この世界の設定
私の名前はミュゼ・ライト。
名前からして本気でモブでしかないわね。
いえ、モブに名前があるだけで喜ぶべきよ!
物語に登場などしないミュゼさんだけどね!
そして、私を助けて下さったあの方、ハルトムート・ロランさんは、な、なななんと、私が大好きだった小説の登場人物の一人だ。
魔法世界が舞台というよくある設定だが、少女小説だけあって物語の軸は恋愛が中心である。
が、私が生きる事になった世界が現実ならば、一般の魔法の使えない人達だって食べて生活していかねばならないのだし、魔法で軍人になった彼等に出すお給料を出せるように税金だって納めなければいけない。
つまり、魔法を使える人間はそれを学生時代に鍛えて軍部に進まされ、魔法力の殆どない私みたいなモブは、前世の現実社会と同じように高等部の三年間が終われば働くか大学に行くか、という普通の選択をせねばならないのである。
うん、考えてみたら、魔法力のある人達の方が人生一本道で可哀想。
高等部に進むや魔法検定を受けさせられ、そこで魔法士養成特待生として組分けされるのだから本当に可哀想だ。
地元に魔法養成特待生クラスが無ければ、そのクラスがある学校に強制的に転校させられての寮生活は、国が学費等々全部支払うしお給料的なお小遣いもあるらしいけれど、十五歳の少年少女にはきついのではないだろうか。

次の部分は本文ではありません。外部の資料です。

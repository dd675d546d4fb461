//! Error types shared by the response writer, the sinks and the config loader.

use thiserror::Error;

/// Result alias used across the response API.
pub type Result<T> = std::result::Result<T, ResponseError>;

/// Errors raised while driving a [`Response`](crate::http::response::Response).
///
/// `AlreadyStarted` and `SinkAlreadyAttached` are contract violations: they are
/// returned to the offending caller and never retried.
#[derive(Debug, Error)]
pub enum ResponseError {
    #[error("start must only be called once on a response")]
    AlreadyStarted,

    #[error("a sink is already attached to this response")]
    SinkAlreadyAttached,

    #[error("transport error: {0}")]
    Transport(#[from] std::io::Error),

    /// The completion callback was dropped without ever firing, e.g. because the
    /// response was discarded before the sink attached.
    #[error("write was abandoned before completion")]
    Abandoned,

    #[error("handler error: {0}")]
    Handler(String),
}

/// Errors raised while loading a [`ResponseConfig`](crate::config::ResponseConfig).
#[derive(Debug, Error)]
pub enum ConfigError {
    #[error("failed to read {path}: {source}")]
    Read {
        path: String,
        source: std::io::Error,
    },

    #[error("failed to parse config: {0}")]
    Parse(#[from] toml::de::Error),
}

impl From<ResponseError> for std::io::Error {
    fn from(err: ResponseError) -> Self {
        match err {
            ResponseError::Transport(inner) => inner,
            other => std::io::Error::other(other),
        }
    }
}
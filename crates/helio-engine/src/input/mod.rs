pub mod bindings;
pub mod queue;
pub mod store;
pub mod tracker;
use std::f32::consts::PI;

use glam::{Quat, Vec3};

use crate::input::bindings::Action;
use crate::input::tracker::ActionState;
use crate::ship::camera::FollowCamera;
use crate::world::bodies::CelestialBody;
use crate::world::collision::find_collision;

// ── Flight tuning ────────────────────────────────────────────────────

/// Base forward speed, world units per second.
pub const BASE_FORWARD_SPEED: f32 = 3.0;
/// Forward-speed multiplier while Boost is held.
pub const BOOST_MULTIPLIER: f32 = 3.0;
/// Rotation rate around each local axis, radians per second.
pub const ROTATE_RATE: f32 = 1.5;
/// Approximate ship size for sphere-sphere collision.
pub const SHIP_COLLISION_RADIUS: f32 = 1.5;
/// Half-size of the cubic play area the ship is clamped into.
pub const PLAY_AREA_HALF_SIZE: f32 = 1000.0;

/// Start far from the sun, facing it.
pub const INITIAL_POSITION: Vec3 = Vec3::new(0.0, 0.0, 200.0);

// ── Camera tuning ────────────────────────────────────────────────────

/// Camera offset behind and above the ship, in ship-local space.
const CAMERA_OFFSET: Vec3 = Vec3::new(0.0, 1.0, -2.5);
/// Per-tick camera smoothing factor (position lerp and orientation slerp).
const CAMERA_SMOOTHING: f32 = 0.05;
/// Where the camera rests before the first tick.
const CAMERA_REST_POSITION: Vec3 = Vec3::new(0.0, 50.0, 350.0);

// ── Banking (cosmetic) ───────────────────────────────────────────────

/// Max bank angle induced by yaw, 30 degrees.
const MAX_BANK_ANGLE: f32 = PI / 6.0;
/// Per-tick smoothing factor for the bank accumulator.
const BANK_SMOOTHING: f32 = 0.07;

/// Result of one ship tick.
#[derive(Debug, Clone, PartialEq, Eq)]
pub enum ShipOutcome {
    Flying,
    /// Hit the named body this tick.
    Crashed(String),
}

/// Owns the ship transform and the follow camera; applies input-driven
/// rotation and translation, enforces play-area bounds, and runs collision
/// detection against the celestial bodies.
pub struct ShipController {
    pub position: Vec3,
    pub orientation: Quat,
    camera: FollowCamera,
    /// Yaw-induced roll readout for the renderer. Never fed back into the
    /// orientation.
    bank_angle: f32,
}

/// Initial orientation: yawed half a turn so the ship's forward (+Z local,
/// the model convention) points toward the origin.
pub fn initial_orientation() -> Quat {
    Quat::from_rotation_y(PI)
}

impl ShipController {
    pub fn new() -> Self {
        Self {
            position: INITIAL_POSITION,
            orientation: initial_orientation(),
            camera: FollowCamera::new(CAMERA_REST_POSITION),
            bank_angle: 0.0,
        }
    }

    /// Restore the fixed initial pose and zero the banking accumulator. The
    /// camera is left where it is; it glides back behind the ship over the
    /// next ticks.
    pub fn reset(&mut self) {
        self.position = INITIAL_POSITION;
        self.orientation = initial_orientation();
        self.bank_angle = 0.0;
    }

    pub fn camera(&self) -> &FollowCamera {
        &self.camera
    }

    pub fn bank_angle(&self) -> f32 {
        self.bank_angle
    }

    /// The ship's forward axis in world space (+Z local).
    pub fn forward(&self) -> Vec3 {
        self.orientation * Vec3::Z
    }

    /// One simulation tick: translate, rotate, clamp, collide, then a single
    /// camera update at the end. On a collision the camera update is skipped
    /// and the collided body's name is returned.
    pub fn tick(
        &mut self,
        dt: f32,
        actions: &ActionState,
        bodies: &[CelestialBody],
    ) -> ShipOutcome {
        let mut speed = BASE_FORWARD_SPEED;
        if actions.is_pressed(Action::Boost) {
            speed *= BOOST_MULTIPLIER;
        }
        self.position += self.forward() * (speed * dt);

        // Successive local-axis rotations, pitch then yaw then roll.
        // Reordering changes the felt handling; keep it exactly so.
        let step = ROTATE_RATE * dt;
        if actions.is_pressed(Action::PitchUp) {
            self.rotate_local(Vec3::X, step);
        }
        if actions.is_pressed(Action::PitchDown) {
            self.rotate_local(Vec3::X, -step);
        }
        if actions.is_pressed(Action::YawLeft) {
            self.rotate_local(Vec3::Y, step);
        }
        if actions.is_pressed(Action::YawRight) {
            self.rotate_local(Vec3::Y, -step);
        }
        if actions.is_pressed(Action::RollLeft) {
            self.rotate_local(Vec3::Z, step);
        }
        if actions.is_pressed(Action::RollRight) {
            self.rotate_local(Vec3::Z, -step);
        }

        self.ease_bank(actions);

        self.position = self.position.clamp(
            Vec3::splat(-PLAY_AREA_HALF_SIZE),
            Vec3::splat(PLAY_AREA_HALF_SIZE),
        );

        if let Some(body) = find_collision(self.position, SHIP_COLLISION_RADIUS, bodies) {
            return ShipOutcome::Crashed(body.name.clone());
        }

        let target = self.orientation * CAMERA_OFFSET + self.position;
        let up = self.orientation * Vec3::Y;
        self.camera.follow(target, self.position, up, CAMERA_SMOOTHING);

        ShipOutcome::Flying
    }

    fn rotate_local(&mut self, axis: Vec3, angle: f32) {
        self.orientation = (self.orientation * Quat::from_axis_angle(axis, angle)).normalize();
    }

    fn ease_bank(&mut self, actions: &ActionState) {
        let target = if actions.is_pressed(Action::YawRight) {
            -MAX_BANK_ANGLE
        } else if actions.is_pressed(Action::YawLeft) {
            MAX_BANK_ANGLE
        } else {
            0.0
        };
        self.bank_angle += (target - self.bank_angle) * BANK_SMOOTHING;
    }
}

impl Default for ShipController {
    fn default() -> Self {
        Self::new()
    }
}

#[cfg(test)]
mod tests {
    use super::*;
    use crate::world::bodies::BodyKind;

    const DT: f32 = 1.0 / 60.0;

    fn no_bodies() -> Vec<CelestialBody> {
        Vec::new()
    }

    fn body_at(name: &str, position: Vec3, radius: f32) -> CelestialBody {
        CelestialBody {
            name: name.to_string(),
            kind: BodyKind::Central { spin_rate: 0.0 },
            position,
            radius,
            spin: 0.0,
            color: 0,
        }
    }

    fn pressed(actions: &[Action]) -> ActionState {
        let mut state = ActionState::default();
        for &a in actions {
            state.set(a, true);
        }
        state
    }

    #[test]
    fn idle_tick_moves_forward_without_rotating() {
        let mut ship = ShipController::new();
        let before = ship.orientation;
        let outcome = ship.tick(DT, &ActionState::default(), &no_bodies());
        assert_eq!(outcome, ShipOutcome::Flying);

        // Initial facing is -Z (toward the sun); displacement = speed * dt
        let expected = INITIAL_POSITION + Vec3::NEG_Z * (BASE_FORWARD_SPEED * DT);
        assert!(ship.position.distance(expected) < 1e-4, "pos {:?}", ship.position);
        assert!(ship.orientation.angle_between(before) < 1e-6);
    }

    #[test]
    fn boost_multiplies_displacement() {
        let mut plain = ShipController::new();
        plain.tick(DT, &ActionState::default(), &no_bodies());
        let plain_dist = plain.position.distance(INITIAL_POSITION);

        let mut boosted = ShipController::new();
        boosted.tick(DT, &pressed(&[Action::Boost]), &no_bodies());
        let boost_dist = boosted.position.distance(INITIAL_POSITION);

        assert!((boost_dist - plain_dist * BOOST_MULTIPLIER).abs() < 1e-5);
    }

    #[test]
    fn pitch_rotates_around_local_x() {
        let mut ship = ShipController::new();
        ship.tick(DT, &pressed(&[Action::PitchUp]), &no_bodies());
        let expected =
            initial_orientation() * Quat::from_axis_angle(Vec3::X, ROTATE_RATE * DT);
        assert!(ship.orientation.angle_between(expected) < 1e-5);
    }

    #[test]
    fn combined_inputs_apply_in_pitch_yaw_roll_order() {
        let mut ship = ShipController::new();
        ship.tick(
            DT,
            &pressed(&[Action::PitchUp, Action::YawLeft, Action::RollLeft]),
            &no_bodies(),
        );
        let step = ROTATE_RATE * DT;
        let expected = initial_orientation()
            * Quat::from_axis_angle(Vec3::X, step)
            * Quat::from_axis_angle(Vec3::Y, step)
            * Quat::from_axis_angle(Vec3::Z, step);
        assert!(ship.orientation.angle_between(expected) < 1e-5);
    }

    #[test]
    fn position_stays_inside_play_area() {
        let mut ship = ShipController::new();
        // Fly boosted for a long time; never leaves the cube
        let boost = pressed(&[Action::Boost]);
        for _ in 0..2000 {
            ship.tick(1.0, &boost, &no_bodies());
            assert!(ship.position.abs().max_element() <= PLAY_AREA_HALF_SIZE);
        }
        // And it actually reached the boundary
        assert_eq!(ship.position.z, -PLAY_AREA_HALF_SIZE);
    }

    #[test]
    fn collision_reports_body_and_skips_camera() {
        let mut ship = ShipController::new();
        let cam_before = ship.camera().position;
        let bodies = vec![body_at("Sun", INITIAL_POSITION, 10.0)];
        let outcome = ship.tick(DT, &ActionState::default(), &bodies);
        assert_eq!(outcome, ShipOutcome::Crashed("Sun".to_string()));
        assert_eq!(ship.camera().position, cam_before);
    }

    #[test]
    fn camera_eases_toward_ship_local_offset() {
        let mut ship = ShipController::new();
        let cam_before = ship.camera().position;
        ship.tick(DT, &ActionState::default(), &no_bodies());
        let target = ship.orientation * CAMERA_OFFSET + ship.position;
        let expected = cam_before.lerp(target, CAMERA_SMOOTHING);
        assert!(ship.camera().position.distance(expected) < 1e-4);
    }

    #[test]
    fn yaw_builds_bank_and_reset_zeroes_it() {
        let mut ship = ShipController::new();
        ship.tick(DT, &pressed(&[Action::YawLeft]), &no_bodies());
        assert!(ship.bank_angle() > 0.0);
        ship.reset();
        assert_eq!(ship.bank_angle(), 0.0);
        assert_eq!(ship.position, INITIAL_POSITION);
        assert!(ship.orientation.angle_between(initial_orientation()) < 1e-6);
    }
}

それに、一般クラスは三十五人クラスが八組あるのに、彼等はたった一組という同じ面子で三年間過ごさねばならないのだ。
彼のクラスは二十三人しかいない。
そこでいじめなんかがあったら最悪だろう。
主人公のエルヴァイラ・ローゼンバークは、魔法力というよりもモノを持ち上げるというサイコキネシス?が特化したお方だ。

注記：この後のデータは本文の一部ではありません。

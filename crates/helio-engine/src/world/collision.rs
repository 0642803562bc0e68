use glam::Vec3;

use crate::world::bodies::CelestialBody;

/// Sphere-sphere collision test against all bodies.
///
/// Returns the first body (slice order, so central body first, then orbiting
/// bodies in definition order) whose distance to `ship_pos` is strictly less
/// than the combined radii. A distance exactly equal to the combined radii is
/// NOT a collision. Pure function of the current positions.
pub fn find_collision<'a>(
    ship_pos: Vec3,
    ship_radius: f32,
    bodies: &'a [CelestialBody],
) -> Option<&'a CelestialBody> {
    bodies
        .iter()
        .find(|body| ship_pos.distance(body.position) < ship_radius + body.radius)
}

彼女は小説の中でそんな自分の能力を嘆き、けれど、持ち前の正義感でその力業魔法で困難?というか虐めっ子達を撃退していく。
そんな彼女の理解者が、ハルトムートなのである。
物事を少し皮肉に見て、ほんの少しだけ人と距離を置いているからか、起きている出来事を正確に見る事が出来る。
だから素晴らしきアドバイスだったり、陰ながら手助けをエルヴァイラにしてあげられるのだろう。

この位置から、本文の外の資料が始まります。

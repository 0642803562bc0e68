use glam::Vec3;
use thiserror::Error;

use crate::world::rng::Rng;

/// Orbital rates are tuned against a 60-updates-per-second baseline; angle
/// advances are scaled by `dt * 60` so behavior is frame-rate independent.
pub const RATE_BASELINE_HZ: f32 = 60.0;

pub const SUN_NAME: &str = "Sun";
pub const SUN_RADIUS: f32 = 50.0;
pub const SUN_SPIN_RATE: f32 = 0.0005;
const SUN_COLOR: u32 = 0xFFDDAA;

/// Static definition of one orbiting body.
#[derive(Debug, Clone)]
pub struct BodyDef {
    pub name: &'static str,
    /// Collision (and visual) radius.
    pub radius: f32,
    pub orbital_radius: f32,
    /// Angular rate along the orbit, radians per baseline update.
    pub orbital_speed: f32,
    /// Cosmetic self-spin rate, radians per baseline update.
    pub rotation_speed: f32,
    /// Renderer hint, 0xRRGGBB.
    pub color: u32,
}

/// What kind of body this is, with the parameters that only make sense for
/// that kind.
#[derive(Debug, Clone, PartialEq)]
pub enum BodyKind {
    /// Fixed at the system center; spins in place.
    Central { spin_rate: f32 },
    /// Circles the center on the XZ plane.
    Orbiting {
        orbital_radius: f32,
        orbital_speed: f32,
        rotation_speed: f32,
        /// Current angular position along the orbit, radians. Never wrapped;
        /// cosine/sine are periodic.
        angle: f32,
    },
}

#[derive(Debug, Clone, PartialEq)]
pub struct CelestialBody {
    pub name: String,
    pub kind: BodyKind,
    pub position: Vec3,
    /// Collision radius, matches the rendered sphere.
    pub radius: f32,
    /// Cosmetic self-rotation accumulator, radians.
    pub spin: f32,
    /// Renderer hint, 0xRRGGBB.
    pub color: u32,
}

#[derive(Debug, Error, PartialEq)]
pub enum WorldError {
    #[error("body {0:?} has a negative collision radius")]
    NegativeRadius(String),
    #[error("body {0:?} has a negative orbital radius")]
    NegativeOrbitalRadius(String),
}

/// Owns the central body and all orbiting bodies, in insertion order
/// (central first). Positions are recomputed each tick; nothing else mutates
/// them.
#[derive(Debug, PartialEq)]
pub struct SolarSystem {
    bodies: Vec<CelestialBody>,
}

impl SolarSystem {
    /// Create the central body at the origin, then one body per definition,
    /// each at a uniformly random initial orbital angle.
    pub fn new(defs: &[BodyDef], rng: &mut Rng) -> Result<Self, WorldError> {
        for def in defs {
            if def.radius < 0.0 {
                return Err(WorldError::NegativeRadius(def.name.to_string()));
            }
            if def.orbital_radius < 0.0 {
                return Err(WorldError::NegativeOrbitalRadius(def.name.to_string()));
            }
        }
        Ok(Self::build(defs, rng))
    }

    /// The original five-planet layout around the sun.
    pub fn default_system(rng: &mut Rng) -> Self {
        Self::build(&default_defs(), rng)
    }

    fn build(defs: &[BodyDef], rng: &mut Rng) -> Self {
        let mut bodies = Vec::with_capacity(defs.len() + 1);
        bodies.push(CelestialBody {
            name: SUN_NAME.to_string(),
            kind: BodyKind::Central {
                spin_rate: SUN_SPIN_RATE,
            },
            position: Vec3::ZERO,
            radius: SUN_RADIUS,
            spin: 0.0,
            color: SUN_COLOR,
        });
        for def in defs {
            let angle = rng.next_angle();
            bodies.push(CelestialBody {
                name: def.name.to_string(),
                kind: BodyKind::Orbiting {
                    orbital_radius: def.orbital_radius,
                    orbital_speed: def.orbital_speed,
                    rotation_speed: def.rotation_speed,
                    angle,
                },
                position: orbit_position(Vec3::ZERO, def.orbital_radius, angle, 0.0),
                radius: def.radius,
                spin: 0.0,
                color: def.color,
            });
        }
        Self { bodies }
    }

    /// Advance orbital angles and recompute positions. Self-spin is cosmetic
    /// only and never feeds back into positions.
    pub fn tick(&mut self, dt: f32) {
        let scaled = dt * RATE_BASELINE_HZ;
        let center = self.bodies.first().map(|b| b.position).unwrap_or(Vec3::ZERO);
        for body in &mut self.bodies {
            match &mut body.kind {
                BodyKind::Central { spin_rate } => {
                    body.spin += *spin_rate * scaled;
                }
                BodyKind::Orbiting {
                    orbital_radius,
                    orbital_speed,
                    rotation_speed,
                    angle,
                } => {
                    *angle += *orbital_speed * scaled;
                    body.position =
                        orbit_position(center, *orbital_radius, *angle, body.position.y);
                    body.spin += *rotation_speed * scaled;
                }
            }
        }
    }

    /// Read-only snapshot of all bodies, central body first.
    pub fn bodies(&self) -> &[CelestialBody] {
        &self.bodies
    }

    pub fn len(&self) -> usize {
        self.bodies.len()
    }

    pub fn is_empty(&self) -> bool {
        self.bodies.is_empty()
    }
}

/// Position on a circular XZ orbit, preserving an independently-set height.
fn orbit_position(center: Vec3, orbital_radius: f32, angle: f32, y: f32) -> Vec3 {
    Vec3::new(
        center.x + orbital_radius * angle.cos(),
        y,
        center.z + orbital_radius * angle.sin(),
    )
}

/// The original planet table.
pub fn default_defs() -> Vec<BodyDef> {
    vec![
        BodyDef {
            name: "Mercury",
            radius: 2.0,
            orbital_radius: 60.0,
            orbital_speed: 0.0008,
            rotation_speed: 0.005,
            color: 0x888888,
        },
        BodyDef {
            name: "Venus",
            radius: 3.5,
            orbital_radius: 110.0,
            orbital_speed: 0.0005,
            rotation_speed: 0.002,
            color: 0xFFFFEE,
        },
        BodyDef {
            name: "Earth",
            radius: 4.0,
            orbital_radius: 150.0,
            orbital_speed: 0.0004,
            rotation_speed: 0.003,
            color: 0x2266CC,
        },
        BodyDef {
            name: "Mars",
            radius: 2.5,
            orbital_radius: 225.0,
            orbital_speed: 0.0003,
            rotation_speed: 0.0025,
            color: 0xFF4500,
        },
        BodyDef {
            name: "Jupiter",
            radius: 10.0,
            orbital_radius: 400.0,
            orbital_speed: 0.0001,
            rotation_speed: 0.0003,
            color: 0xFFA500,
        },
    ]
}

本当は恥ずかしがり屋で照れやすい彼だから、エルヴァイラに憎まれ口を叩き、彼女を常に見守っているから彼女の味方ができた、というだけなのだけれど。
そう、恥ずかしがり屋で照れやすいのは、好きな女の子の前だけだ。
私の目の前に座っているハルトムートは、私に奢らせたスペシャルランチ、大増量のお子様ランチ風のプレートだったけれど、のメインとなるハンバーグを、ナイフを使わずフォークだけで大きく切り取って、その大き目の一口を美味しそうに口に運んだ。
「ん、まい!」
「よかったわね。でも、本当、先週末は助かったわ。命の恩人さん。どうして私があんな危険な場所で溺れちゃったのか分からないけれど。」
海岸沿いの町の夏日和だ。
水着を着て海に飛び込むなどいつもの事なのに、私が溺れていたのは海遊禁止の立札もある危険区域だったのである。